(MATERIAL TO PROCESS begins)

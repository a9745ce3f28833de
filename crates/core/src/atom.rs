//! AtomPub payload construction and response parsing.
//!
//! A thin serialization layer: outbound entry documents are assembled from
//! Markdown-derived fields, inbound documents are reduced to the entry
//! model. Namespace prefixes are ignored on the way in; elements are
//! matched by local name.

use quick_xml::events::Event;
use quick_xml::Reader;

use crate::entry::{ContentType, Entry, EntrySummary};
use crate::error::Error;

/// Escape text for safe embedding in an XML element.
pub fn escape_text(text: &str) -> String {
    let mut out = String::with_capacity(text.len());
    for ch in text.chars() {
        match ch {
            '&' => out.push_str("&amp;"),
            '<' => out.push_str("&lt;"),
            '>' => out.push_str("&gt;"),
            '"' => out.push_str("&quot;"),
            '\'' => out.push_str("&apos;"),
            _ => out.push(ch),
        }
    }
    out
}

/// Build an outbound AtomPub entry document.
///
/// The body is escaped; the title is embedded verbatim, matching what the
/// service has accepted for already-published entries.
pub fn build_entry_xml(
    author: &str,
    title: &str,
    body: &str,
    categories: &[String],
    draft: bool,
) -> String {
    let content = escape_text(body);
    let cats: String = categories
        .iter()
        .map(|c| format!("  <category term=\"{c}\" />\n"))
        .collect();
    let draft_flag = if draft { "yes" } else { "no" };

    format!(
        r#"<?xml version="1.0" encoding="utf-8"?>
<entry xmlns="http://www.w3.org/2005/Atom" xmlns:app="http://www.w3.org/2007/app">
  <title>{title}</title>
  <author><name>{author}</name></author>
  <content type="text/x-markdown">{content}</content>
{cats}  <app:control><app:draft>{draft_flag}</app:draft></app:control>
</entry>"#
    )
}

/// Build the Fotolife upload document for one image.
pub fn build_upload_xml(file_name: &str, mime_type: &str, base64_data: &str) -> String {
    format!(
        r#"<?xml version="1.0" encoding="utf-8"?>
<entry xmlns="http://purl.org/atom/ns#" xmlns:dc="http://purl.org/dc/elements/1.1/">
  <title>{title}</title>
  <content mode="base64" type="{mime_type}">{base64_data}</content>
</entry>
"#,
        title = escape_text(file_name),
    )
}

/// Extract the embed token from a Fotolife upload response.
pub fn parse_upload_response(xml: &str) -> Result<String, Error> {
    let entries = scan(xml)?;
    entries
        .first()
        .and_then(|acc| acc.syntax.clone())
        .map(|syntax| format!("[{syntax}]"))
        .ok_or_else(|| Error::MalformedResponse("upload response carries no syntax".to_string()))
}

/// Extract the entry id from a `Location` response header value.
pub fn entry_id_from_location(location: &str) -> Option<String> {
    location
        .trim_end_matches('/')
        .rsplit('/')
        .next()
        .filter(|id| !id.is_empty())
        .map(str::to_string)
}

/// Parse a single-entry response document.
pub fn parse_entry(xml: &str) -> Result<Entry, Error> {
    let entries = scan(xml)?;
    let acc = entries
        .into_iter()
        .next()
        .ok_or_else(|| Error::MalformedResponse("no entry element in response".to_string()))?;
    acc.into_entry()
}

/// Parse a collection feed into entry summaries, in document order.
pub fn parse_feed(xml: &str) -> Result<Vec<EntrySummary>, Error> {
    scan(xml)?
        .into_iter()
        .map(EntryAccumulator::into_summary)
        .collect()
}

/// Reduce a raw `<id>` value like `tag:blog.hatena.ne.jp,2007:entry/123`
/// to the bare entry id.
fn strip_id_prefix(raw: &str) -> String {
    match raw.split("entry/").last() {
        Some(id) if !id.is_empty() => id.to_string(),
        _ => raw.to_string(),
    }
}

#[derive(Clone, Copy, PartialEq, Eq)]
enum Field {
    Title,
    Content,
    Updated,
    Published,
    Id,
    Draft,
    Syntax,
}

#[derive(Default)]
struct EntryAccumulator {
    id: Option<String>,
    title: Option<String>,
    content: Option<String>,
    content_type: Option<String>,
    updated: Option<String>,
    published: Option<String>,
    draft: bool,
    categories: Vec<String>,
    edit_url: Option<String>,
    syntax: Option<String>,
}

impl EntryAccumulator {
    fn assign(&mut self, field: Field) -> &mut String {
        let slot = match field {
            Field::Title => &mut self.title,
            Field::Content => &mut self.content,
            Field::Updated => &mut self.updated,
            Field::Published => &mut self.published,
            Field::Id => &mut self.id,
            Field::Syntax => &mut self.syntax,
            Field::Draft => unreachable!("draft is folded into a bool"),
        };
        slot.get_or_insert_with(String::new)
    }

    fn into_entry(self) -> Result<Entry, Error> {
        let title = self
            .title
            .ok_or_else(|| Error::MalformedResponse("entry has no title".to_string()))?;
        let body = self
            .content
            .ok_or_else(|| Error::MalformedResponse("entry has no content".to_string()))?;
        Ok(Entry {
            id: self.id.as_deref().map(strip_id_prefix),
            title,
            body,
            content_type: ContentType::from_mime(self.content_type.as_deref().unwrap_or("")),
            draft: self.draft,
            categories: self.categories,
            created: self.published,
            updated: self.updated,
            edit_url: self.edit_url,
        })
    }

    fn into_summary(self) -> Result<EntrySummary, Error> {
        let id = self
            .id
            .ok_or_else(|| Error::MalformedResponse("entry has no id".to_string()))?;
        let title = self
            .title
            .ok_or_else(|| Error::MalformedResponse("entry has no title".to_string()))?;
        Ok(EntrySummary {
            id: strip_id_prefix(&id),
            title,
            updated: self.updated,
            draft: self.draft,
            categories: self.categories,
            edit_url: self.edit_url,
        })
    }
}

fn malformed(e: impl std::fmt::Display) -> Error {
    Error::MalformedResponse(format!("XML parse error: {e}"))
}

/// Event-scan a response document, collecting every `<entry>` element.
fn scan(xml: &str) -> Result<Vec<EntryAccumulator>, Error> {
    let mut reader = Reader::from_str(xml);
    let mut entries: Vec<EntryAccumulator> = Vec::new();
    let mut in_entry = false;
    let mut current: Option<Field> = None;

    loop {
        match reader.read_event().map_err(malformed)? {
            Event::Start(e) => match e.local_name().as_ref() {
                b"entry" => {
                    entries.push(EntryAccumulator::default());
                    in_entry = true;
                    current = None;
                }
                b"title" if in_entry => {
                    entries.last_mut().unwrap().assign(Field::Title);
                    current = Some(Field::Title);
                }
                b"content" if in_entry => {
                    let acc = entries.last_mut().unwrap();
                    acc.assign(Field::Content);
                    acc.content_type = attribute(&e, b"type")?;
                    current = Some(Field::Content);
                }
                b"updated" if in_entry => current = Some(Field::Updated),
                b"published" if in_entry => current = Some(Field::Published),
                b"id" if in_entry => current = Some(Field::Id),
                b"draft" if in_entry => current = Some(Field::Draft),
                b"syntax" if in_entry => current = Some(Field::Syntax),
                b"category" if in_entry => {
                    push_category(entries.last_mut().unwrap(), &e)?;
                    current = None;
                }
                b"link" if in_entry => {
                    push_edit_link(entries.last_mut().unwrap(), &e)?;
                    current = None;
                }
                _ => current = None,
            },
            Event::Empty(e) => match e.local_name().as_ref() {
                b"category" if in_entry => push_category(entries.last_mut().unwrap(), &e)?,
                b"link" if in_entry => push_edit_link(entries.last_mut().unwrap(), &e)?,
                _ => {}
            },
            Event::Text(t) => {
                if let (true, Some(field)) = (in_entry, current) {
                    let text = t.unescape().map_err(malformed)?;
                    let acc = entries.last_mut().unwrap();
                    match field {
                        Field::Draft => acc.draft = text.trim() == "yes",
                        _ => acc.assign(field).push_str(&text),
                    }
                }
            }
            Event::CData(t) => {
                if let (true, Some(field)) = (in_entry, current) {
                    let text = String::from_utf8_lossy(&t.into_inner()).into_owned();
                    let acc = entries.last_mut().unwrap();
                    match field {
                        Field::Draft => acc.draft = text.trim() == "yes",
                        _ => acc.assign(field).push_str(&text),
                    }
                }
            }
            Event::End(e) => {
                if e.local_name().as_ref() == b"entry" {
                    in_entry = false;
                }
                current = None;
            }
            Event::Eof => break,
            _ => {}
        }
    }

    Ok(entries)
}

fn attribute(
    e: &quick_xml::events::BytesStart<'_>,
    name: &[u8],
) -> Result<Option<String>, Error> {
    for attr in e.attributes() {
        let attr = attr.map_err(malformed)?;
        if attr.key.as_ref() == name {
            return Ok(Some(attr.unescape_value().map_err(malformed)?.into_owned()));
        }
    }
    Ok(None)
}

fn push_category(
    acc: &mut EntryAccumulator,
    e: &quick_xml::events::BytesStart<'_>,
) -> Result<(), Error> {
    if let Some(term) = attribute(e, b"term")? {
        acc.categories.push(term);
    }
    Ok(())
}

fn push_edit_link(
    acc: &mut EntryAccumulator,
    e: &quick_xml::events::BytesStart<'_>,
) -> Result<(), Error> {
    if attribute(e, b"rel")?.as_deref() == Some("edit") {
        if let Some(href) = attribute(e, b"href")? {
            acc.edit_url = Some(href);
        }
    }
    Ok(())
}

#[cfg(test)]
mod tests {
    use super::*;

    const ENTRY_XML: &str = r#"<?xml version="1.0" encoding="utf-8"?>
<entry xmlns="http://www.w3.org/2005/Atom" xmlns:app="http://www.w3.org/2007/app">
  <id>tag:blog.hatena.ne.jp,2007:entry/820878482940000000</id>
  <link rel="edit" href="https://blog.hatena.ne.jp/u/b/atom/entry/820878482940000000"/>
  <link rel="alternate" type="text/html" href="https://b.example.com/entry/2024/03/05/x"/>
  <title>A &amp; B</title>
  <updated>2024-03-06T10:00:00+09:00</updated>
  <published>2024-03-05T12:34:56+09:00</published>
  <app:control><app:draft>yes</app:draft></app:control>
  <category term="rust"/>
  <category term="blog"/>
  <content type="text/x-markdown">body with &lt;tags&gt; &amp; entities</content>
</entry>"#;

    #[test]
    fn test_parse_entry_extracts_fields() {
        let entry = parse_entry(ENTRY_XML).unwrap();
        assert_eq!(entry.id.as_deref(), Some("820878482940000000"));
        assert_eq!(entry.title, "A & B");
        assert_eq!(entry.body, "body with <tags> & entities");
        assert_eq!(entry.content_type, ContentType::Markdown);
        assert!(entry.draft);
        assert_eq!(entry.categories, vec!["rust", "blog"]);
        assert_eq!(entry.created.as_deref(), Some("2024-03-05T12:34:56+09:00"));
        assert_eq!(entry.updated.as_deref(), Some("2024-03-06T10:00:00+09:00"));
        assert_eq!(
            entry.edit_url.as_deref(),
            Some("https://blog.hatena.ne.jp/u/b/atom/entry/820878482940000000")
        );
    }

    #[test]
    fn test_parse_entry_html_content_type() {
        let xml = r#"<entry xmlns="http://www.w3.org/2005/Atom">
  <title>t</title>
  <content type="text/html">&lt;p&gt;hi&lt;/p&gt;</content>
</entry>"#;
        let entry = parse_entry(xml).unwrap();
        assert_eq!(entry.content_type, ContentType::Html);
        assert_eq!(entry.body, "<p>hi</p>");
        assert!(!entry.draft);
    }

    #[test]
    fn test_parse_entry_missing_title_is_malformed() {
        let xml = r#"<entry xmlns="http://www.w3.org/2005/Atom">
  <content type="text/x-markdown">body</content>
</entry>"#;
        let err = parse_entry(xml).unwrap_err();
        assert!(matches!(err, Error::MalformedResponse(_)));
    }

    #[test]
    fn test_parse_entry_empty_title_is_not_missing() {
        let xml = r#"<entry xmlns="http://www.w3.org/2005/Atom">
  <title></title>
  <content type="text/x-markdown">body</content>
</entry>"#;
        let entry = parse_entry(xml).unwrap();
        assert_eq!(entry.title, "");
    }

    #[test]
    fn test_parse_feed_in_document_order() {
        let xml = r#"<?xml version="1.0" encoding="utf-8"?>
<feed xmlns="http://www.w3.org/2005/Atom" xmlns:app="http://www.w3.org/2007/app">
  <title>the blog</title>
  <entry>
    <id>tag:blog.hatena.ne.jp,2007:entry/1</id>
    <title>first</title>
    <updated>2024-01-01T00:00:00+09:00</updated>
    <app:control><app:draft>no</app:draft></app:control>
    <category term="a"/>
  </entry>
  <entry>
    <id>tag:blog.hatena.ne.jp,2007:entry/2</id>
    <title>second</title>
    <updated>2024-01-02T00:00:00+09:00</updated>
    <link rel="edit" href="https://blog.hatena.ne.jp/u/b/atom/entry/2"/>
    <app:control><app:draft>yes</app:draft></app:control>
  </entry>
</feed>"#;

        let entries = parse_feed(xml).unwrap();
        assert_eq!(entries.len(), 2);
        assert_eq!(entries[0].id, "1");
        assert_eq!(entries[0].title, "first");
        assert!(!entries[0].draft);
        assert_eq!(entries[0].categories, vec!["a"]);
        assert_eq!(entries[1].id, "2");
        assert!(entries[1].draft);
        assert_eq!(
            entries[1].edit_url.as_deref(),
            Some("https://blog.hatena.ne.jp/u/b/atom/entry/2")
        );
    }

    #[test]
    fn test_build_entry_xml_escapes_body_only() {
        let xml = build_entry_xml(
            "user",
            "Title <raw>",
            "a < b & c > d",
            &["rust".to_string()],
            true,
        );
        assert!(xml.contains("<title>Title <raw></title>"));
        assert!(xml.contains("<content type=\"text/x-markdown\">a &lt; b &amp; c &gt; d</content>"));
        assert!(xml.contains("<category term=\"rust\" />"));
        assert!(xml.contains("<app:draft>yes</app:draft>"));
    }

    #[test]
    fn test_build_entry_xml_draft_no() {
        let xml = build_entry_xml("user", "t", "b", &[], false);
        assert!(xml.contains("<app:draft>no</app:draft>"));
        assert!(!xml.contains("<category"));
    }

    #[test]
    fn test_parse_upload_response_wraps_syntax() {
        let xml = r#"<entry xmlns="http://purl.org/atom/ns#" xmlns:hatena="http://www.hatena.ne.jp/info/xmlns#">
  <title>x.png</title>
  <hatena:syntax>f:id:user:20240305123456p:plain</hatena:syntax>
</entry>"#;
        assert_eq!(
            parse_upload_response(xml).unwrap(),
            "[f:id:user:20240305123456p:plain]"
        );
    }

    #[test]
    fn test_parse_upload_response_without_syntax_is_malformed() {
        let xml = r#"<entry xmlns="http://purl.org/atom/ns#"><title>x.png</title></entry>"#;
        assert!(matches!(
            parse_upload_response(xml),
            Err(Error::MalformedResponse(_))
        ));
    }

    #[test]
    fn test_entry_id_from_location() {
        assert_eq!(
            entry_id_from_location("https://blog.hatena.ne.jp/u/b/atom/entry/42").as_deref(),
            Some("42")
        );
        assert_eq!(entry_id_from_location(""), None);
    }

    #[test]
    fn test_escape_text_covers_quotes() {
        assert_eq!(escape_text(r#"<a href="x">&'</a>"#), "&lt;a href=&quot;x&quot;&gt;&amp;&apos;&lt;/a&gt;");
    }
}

(MATERIAL TO PROCESS ends)

EXERCISE REQUIREMENTS.
Please give the number of lines above that contain "https", without any other words.

OUTPUT BELOW.
6